The bill, which has 24 cosponsors among the 49 state senators, renews an effort to repeal the tax by Clements. In 2022, he won passage of a law to reduce the rates.

“Forty-five states have figured out how to do without the tax and I think it’s possible in Nebraska,” the senator said.

Tax has small effect on migration

A representative of the OpenSky Policy Institute said data indicates that the tax has “a small effect” on decisions to move out of the state,and mostly impacts a small number of wealthy elderly people. Proximity to family, cost of living, health care and climate are the main drivers of relocation by seniors, the organization says.

Craig Beck of OpenSky added that repealing the inheritance tax would do away with a “progressive” aspect of the tax code, in that it taxed wealth. In addition, he said, the tax fell more heavily on whites, who inherit about five times more than African American families.

Kathleen Kauth introduces a bill before a hearing
State Sen. Kathleen Kauth of Omaha. (Zach Wendling/Nebraska Examiner)

That brought a protest from Omaha Sen. Kathleen Kauth, who is on the committee.

“That is socialism,” Kauth said, of taxing the wealthy.

She added that all races ought to be encouraged to accumulate wealth so they can pass it on to their children.

Beck responded that the disparity in who inherits wealth has “existed for a long, long time.”

Jon Cannon of the Nebraska Association of County Officials, which opposes the bill, testified that when the inheritance tax is explained to people, and it’s pointed out that it reduces property taxes, a majority of Nebraskans support it.

‘Reserve fund’

Several county board members explained how their counties spend their inheritance tax revenue. It varied from using it to reduce property taxes and finance a nursing home and other social services, to saving it up as a “reserve fund” to help purchase road graders and police radios.

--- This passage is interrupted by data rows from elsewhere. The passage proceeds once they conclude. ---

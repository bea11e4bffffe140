//! Scripted gateway for unit tests.

use std::cell::RefCell;
use std::collections::VecDeque;

use super::gateway::ArchiveGateway;
use crate::domain::{
    ActionOutcome, ActionRequest, ArchiveAction, ArchiveRequest, ArchiveType,
    CreateArchiveRequest, GatewayResult, ListQuery, PaginatedResponse,
};

/// Replays queued responses and records every call.
///
/// When a queue is empty, listings fall back to the sticky listing (or an
/// empty page) and mutations succeed.
#[derive(Default)]
pub struct FakeGateway {
    listings: RefCell<VecDeque<GatewayResult<PaginatedResponse<ArchiveRequest>>>>,
    sticky_listing: RefCell<Option<PaginatedResponse<ArchiveRequest>>>,
    outcomes: RefCell<VecDeque<GatewayResult<ActionOutcome>>>,
    pub list_calls: RefCell<Vec<ListQuery>>,
    pub action_calls: RefCell<Vec<ActionRequest>>,
    pub create_calls: RefCell<Vec<CreateArchiveRequest>>,
}

impl FakeGateway {
    pub fn new() -> Self {
        Self::default()
    }

    pub fn with_listing(listing: PaginatedResponse<ArchiveRequest>) -> Self {
        let gateway = Self::default();
        gateway.set_listing(listing);
        gateway
    }

    pub fn set_listing(&self, listing: PaginatedResponse<ArchiveRequest>) {
        *self.sticky_listing.borrow_mut() = Some(listing);
    }

    pub fn push_listing(&self, listing: GatewayResult<PaginatedResponse<ArchiveRequest>>) {
        self.listings.borrow_mut().push_back(listing);
    }

    pub fn push_outcome(&self, outcome: GatewayResult<ActionOutcome>) {
        self.outcomes.borrow_mut().push_back(outcome);
    }

    pub fn list_count(&self) -> usize {
        self.list_calls.borrow().len()
    }

    pub fn action_count(&self) -> usize {
        self.action_calls.borrow().len()
    }
}

impl ArchiveGateway for FakeGateway {
    fn create_request(&self, request: &CreateArchiveRequest) -> GatewayResult<ActionOutcome> {
        self.create_calls.borrow_mut().push(request.clone());
        self.outcomes
            .borrow_mut()
            .pop_front()
            .unwrap_or(Ok(ActionOutcome::success()))
    }

    fn list_requests(&self, query: &ListQuery) -> GatewayResult<PaginatedResponse<ArchiveRequest>> {
        self.list_calls.borrow_mut().push(query.clone());
        if let Some(listing) = self.listings.borrow_mut().pop_front() {
            return listing;
        }
        Ok(self
            .sticky_listing
            .borrow()
            .clone()
            .unwrap_or_else(|| page(Vec::new())))
    }

    fn submit_action(&self, action: &ActionRequest) -> GatewayResult<ActionOutcome> {
        self.action_calls.borrow_mut().push(action.clone());
        self.outcomes
            .borrow_mut()
            .pop_front()
            .unwrap_or(Ok(ActionOutcome::success()))
    }
}

pub fn request(id: &str, action: ArchiveAction) -> ArchiveRequest {
    ArchiveRequest {
        id: id.to_string(),
        plate_number: format!("PLATE {}", id),
        action_taken: action,
        action_type: ArchiveType::SendFile,
        note: String::new(),
        reject_reason: (action == ArchiveAction::Rejected).then(|| "unreadable".to_string()),
    }
}

/// A single-page response holding `items`.
pub fn page(items: Vec<ArchiveRequest>) -> PaginatedResponse<ArchiveRequest> {
    let total = items.len() as u64;
    PaginatedResponse {
        current_page: 1,
        page_size: 10,
        total_pages: if total == 0 { 0 } else { 1 },
        total_items: total,
        data: Some(items),
        has_previous_page: false,
        has_next_page: false,
    }
}

pub fn paged(
    items: Vec<ArchiveRequest>,
    current_page: u32,
    total_pages: u32,
    total_items: u64,
) -> PaginatedResponse<ArchiveRequest> {
    PaginatedResponse {
        current_page,
        page_size: 10,
        total_pages,
        total_items,
        data: Some(items),
        has_previous_page: current_page > 1,
        has_next_page: current_page < total_pages,
    }
}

Clements’ bill does provide some replacement revenue if the inheritance tax was repealed, though county officials said it fell far short of replacing the inheritance tax.

Under LB 1067, a program to pay counties $35 a day for state inmates who are housed in county jails would be revived, with a cap of $3.9 million a year in funds. Counties would also be allowed to tap county lodging taxes, now devoted to promoting local events and attractions, for general expenses such as roads and bridges.

Joe Lorenz, Douglas County’s budget director, said the county would get only $200,000 from the jail reimbursement and $1.2 million in lodging taxes compared to the $16.7 million a year, on average, it gets in inheritance taxes.

Other county officials said they would get nothing from the jail reimbursement because they don’t have a jail.

Buffalo County Sheriff Neil Miller asked the committee to increase the amount the state would reimburse counties to match what the state charges counties to house county inmates, which is $93 a day.

The Revenue Committee took no action on the inheritance tax bill, but Clements said he is open to amending his bill to address some of the concerns.